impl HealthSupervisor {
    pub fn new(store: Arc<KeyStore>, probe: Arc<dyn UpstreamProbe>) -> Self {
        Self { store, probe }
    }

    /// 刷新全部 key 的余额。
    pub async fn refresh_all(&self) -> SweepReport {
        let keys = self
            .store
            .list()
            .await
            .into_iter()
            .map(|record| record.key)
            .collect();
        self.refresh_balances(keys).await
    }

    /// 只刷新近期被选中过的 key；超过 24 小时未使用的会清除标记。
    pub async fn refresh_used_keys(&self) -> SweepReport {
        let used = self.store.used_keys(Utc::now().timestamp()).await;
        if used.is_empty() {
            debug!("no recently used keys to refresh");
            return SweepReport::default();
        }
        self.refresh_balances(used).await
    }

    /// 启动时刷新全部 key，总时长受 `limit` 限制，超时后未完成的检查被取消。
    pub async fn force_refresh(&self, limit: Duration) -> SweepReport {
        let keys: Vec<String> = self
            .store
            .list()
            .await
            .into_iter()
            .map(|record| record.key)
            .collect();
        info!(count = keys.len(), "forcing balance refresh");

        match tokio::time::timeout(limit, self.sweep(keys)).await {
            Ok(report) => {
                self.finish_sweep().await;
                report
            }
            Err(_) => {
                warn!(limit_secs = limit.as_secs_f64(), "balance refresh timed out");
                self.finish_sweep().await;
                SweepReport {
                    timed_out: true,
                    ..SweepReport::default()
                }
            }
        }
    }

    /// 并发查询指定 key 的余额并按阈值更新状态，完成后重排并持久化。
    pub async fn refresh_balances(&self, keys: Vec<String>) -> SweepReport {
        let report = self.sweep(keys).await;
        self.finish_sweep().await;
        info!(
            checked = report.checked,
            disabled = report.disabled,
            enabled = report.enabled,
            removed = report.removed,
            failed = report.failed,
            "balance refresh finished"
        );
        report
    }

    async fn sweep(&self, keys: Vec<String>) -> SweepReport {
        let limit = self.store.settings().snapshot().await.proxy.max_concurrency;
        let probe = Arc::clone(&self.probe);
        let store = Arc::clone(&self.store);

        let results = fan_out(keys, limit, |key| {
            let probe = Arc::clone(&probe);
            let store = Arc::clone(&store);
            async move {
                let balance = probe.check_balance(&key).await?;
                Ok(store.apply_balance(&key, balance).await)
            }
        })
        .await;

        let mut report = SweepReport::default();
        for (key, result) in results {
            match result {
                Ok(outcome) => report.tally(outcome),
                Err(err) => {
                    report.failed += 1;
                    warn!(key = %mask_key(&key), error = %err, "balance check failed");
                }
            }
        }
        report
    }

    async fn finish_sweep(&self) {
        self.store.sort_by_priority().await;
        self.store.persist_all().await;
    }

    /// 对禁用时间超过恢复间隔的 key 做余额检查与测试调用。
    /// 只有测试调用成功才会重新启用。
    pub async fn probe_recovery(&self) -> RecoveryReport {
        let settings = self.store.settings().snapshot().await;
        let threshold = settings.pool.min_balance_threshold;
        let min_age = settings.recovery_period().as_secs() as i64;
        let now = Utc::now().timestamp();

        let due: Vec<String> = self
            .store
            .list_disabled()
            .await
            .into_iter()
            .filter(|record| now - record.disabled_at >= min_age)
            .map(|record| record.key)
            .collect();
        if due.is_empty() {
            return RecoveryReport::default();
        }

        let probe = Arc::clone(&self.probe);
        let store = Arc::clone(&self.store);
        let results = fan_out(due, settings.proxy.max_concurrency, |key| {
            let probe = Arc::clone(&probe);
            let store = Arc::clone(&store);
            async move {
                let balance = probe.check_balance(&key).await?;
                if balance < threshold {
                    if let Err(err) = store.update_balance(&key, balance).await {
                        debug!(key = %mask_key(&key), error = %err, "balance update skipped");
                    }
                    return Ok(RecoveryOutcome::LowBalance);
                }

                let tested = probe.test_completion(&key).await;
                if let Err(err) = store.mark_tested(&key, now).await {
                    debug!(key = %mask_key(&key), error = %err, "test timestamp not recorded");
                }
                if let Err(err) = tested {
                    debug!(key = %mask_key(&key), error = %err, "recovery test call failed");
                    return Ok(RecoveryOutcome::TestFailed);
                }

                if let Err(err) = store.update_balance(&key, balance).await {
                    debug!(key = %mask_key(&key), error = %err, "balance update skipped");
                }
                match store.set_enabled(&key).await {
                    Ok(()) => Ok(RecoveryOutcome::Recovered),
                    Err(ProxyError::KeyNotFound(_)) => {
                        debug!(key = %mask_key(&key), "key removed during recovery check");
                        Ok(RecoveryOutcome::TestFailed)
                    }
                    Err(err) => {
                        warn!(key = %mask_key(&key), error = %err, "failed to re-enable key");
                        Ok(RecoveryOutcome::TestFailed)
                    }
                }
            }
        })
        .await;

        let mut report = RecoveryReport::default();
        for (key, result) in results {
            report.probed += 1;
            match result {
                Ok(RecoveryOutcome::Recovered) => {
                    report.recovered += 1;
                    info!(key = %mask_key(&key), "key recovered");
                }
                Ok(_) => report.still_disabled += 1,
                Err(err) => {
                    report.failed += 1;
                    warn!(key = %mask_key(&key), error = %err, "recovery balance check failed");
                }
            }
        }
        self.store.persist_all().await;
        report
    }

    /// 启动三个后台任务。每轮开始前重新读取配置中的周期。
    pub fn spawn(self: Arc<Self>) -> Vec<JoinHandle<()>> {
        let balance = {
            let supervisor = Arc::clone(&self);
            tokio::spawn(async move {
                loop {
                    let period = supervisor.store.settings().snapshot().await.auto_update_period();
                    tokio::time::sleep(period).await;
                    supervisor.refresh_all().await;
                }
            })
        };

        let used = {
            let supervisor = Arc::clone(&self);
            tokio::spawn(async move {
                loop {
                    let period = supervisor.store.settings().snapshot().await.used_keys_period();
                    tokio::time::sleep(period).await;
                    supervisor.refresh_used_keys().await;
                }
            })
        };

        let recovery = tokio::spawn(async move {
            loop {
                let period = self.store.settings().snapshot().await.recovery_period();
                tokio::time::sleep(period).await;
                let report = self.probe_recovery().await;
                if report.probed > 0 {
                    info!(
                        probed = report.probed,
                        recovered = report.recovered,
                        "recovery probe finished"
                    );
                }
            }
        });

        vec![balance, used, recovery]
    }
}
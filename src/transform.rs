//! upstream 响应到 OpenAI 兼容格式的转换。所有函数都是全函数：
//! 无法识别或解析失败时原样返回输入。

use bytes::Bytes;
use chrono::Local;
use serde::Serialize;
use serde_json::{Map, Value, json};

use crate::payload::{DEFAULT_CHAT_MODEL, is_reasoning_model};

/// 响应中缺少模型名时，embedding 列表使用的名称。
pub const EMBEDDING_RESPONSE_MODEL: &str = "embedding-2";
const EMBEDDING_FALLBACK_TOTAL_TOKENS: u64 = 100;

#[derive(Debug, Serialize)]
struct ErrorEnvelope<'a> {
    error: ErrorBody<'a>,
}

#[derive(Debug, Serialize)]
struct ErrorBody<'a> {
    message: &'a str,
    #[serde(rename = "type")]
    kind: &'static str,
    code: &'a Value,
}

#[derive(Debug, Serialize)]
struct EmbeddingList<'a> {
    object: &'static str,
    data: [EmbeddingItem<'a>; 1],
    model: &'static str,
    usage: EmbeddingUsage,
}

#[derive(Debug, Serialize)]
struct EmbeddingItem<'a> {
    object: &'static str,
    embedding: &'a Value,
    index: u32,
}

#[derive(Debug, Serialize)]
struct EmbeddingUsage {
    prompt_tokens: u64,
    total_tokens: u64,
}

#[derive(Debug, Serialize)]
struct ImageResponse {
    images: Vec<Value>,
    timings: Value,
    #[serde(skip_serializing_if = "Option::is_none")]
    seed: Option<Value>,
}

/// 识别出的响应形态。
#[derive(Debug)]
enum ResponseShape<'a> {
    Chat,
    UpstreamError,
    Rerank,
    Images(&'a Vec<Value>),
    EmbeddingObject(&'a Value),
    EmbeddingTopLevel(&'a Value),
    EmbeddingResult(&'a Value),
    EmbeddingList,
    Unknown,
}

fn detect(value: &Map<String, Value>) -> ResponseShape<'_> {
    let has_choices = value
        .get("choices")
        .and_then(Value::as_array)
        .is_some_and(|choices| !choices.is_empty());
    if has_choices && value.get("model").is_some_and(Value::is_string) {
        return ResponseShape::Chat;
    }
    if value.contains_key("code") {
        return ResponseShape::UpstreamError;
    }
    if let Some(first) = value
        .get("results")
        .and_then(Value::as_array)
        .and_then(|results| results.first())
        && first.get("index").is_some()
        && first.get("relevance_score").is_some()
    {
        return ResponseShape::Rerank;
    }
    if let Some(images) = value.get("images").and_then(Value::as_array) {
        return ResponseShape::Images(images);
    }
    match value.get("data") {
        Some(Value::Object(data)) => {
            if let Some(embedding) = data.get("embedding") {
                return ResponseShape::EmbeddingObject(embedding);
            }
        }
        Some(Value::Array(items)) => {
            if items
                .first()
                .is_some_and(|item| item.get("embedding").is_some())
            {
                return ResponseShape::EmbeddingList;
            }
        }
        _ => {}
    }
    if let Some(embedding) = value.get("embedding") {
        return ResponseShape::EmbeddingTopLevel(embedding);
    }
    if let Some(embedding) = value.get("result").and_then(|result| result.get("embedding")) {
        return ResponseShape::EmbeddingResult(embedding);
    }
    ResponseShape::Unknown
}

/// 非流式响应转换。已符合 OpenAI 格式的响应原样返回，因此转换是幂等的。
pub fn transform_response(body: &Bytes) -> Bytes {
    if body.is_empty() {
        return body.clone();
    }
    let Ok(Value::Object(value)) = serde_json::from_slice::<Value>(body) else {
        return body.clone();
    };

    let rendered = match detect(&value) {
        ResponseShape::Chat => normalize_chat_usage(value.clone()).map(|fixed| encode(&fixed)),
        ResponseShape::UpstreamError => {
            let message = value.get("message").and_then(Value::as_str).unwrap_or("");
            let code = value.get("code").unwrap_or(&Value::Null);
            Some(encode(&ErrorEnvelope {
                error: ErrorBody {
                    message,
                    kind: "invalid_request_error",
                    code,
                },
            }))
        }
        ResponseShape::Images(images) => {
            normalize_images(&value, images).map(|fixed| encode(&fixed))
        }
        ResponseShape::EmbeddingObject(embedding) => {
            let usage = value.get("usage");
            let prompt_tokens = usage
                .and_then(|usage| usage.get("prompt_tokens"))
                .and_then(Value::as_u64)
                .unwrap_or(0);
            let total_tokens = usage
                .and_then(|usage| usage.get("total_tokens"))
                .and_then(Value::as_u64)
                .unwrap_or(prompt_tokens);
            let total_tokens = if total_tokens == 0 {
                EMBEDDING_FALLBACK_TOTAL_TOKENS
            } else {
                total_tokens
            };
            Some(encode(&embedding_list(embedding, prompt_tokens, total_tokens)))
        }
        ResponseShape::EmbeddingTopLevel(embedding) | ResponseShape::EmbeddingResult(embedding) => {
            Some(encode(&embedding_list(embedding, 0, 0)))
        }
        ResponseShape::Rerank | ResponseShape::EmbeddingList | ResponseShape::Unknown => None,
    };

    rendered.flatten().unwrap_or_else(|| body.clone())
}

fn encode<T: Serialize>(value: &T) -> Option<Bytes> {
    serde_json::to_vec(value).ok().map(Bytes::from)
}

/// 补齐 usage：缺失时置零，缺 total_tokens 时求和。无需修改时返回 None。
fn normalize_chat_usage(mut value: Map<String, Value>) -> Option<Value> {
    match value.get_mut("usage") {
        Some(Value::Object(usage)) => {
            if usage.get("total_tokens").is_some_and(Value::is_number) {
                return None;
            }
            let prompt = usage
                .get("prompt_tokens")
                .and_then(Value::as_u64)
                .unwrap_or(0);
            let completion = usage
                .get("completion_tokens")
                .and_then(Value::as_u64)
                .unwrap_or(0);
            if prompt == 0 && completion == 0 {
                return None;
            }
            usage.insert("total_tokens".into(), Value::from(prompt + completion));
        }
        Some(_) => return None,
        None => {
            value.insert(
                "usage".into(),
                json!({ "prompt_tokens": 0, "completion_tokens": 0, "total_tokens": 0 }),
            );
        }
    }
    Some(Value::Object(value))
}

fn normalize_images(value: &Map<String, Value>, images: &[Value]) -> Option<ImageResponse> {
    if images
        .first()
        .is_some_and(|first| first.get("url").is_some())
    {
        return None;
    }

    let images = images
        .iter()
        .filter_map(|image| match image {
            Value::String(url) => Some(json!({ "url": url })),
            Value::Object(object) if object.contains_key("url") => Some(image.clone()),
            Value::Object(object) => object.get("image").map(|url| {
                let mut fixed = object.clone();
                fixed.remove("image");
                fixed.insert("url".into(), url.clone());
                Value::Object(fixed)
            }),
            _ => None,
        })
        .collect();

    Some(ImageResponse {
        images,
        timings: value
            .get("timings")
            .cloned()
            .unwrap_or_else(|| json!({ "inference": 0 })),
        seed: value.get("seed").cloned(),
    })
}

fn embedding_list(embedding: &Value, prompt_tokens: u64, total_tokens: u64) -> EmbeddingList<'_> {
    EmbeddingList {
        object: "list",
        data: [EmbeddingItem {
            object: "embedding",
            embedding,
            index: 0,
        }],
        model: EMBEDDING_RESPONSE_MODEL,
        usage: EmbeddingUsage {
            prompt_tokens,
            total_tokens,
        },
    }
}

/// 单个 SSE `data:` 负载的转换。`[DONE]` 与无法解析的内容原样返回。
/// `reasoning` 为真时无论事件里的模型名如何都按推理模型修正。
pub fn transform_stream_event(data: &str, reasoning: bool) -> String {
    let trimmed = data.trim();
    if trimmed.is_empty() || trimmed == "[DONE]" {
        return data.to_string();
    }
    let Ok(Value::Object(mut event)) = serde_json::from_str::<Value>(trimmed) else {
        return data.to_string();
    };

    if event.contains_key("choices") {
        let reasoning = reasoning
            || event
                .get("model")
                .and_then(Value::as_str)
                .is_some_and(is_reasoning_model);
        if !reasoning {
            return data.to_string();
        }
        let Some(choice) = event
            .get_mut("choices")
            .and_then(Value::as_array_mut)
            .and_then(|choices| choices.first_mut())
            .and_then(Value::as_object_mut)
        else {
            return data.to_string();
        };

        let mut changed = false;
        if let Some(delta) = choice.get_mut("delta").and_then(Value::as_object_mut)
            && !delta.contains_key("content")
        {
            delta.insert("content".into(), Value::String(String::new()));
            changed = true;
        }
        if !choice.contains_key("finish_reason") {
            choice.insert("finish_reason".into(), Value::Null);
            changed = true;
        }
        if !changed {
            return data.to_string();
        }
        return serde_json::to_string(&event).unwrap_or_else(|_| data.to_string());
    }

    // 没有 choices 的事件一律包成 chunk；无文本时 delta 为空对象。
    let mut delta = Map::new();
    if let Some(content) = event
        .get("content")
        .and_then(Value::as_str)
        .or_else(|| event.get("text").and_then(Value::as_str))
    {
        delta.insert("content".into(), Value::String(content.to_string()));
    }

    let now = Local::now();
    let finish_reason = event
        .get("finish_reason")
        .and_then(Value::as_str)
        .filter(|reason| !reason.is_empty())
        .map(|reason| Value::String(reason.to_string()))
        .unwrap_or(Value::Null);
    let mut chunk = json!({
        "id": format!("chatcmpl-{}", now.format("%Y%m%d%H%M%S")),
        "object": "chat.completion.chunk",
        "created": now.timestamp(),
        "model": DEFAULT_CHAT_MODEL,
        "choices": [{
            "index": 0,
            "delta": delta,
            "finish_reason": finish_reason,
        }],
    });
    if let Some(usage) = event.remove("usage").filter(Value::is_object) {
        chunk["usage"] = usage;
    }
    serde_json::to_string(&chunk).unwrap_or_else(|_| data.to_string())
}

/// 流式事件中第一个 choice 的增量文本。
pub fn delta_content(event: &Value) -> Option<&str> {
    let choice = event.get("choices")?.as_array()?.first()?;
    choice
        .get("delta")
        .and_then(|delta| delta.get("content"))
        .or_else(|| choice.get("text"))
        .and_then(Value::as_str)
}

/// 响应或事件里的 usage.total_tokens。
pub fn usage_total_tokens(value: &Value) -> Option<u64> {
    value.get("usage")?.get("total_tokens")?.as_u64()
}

* Aim of the exercise: Go through the material above and copy each line that holds the string "EmbeddingObject".

* Answer:
    EmbeddingObject(&'a Value),
                return ResponseShape::EmbeddingObject(embedding);
        ResponseShape::EmbeddingObject(embedding) => {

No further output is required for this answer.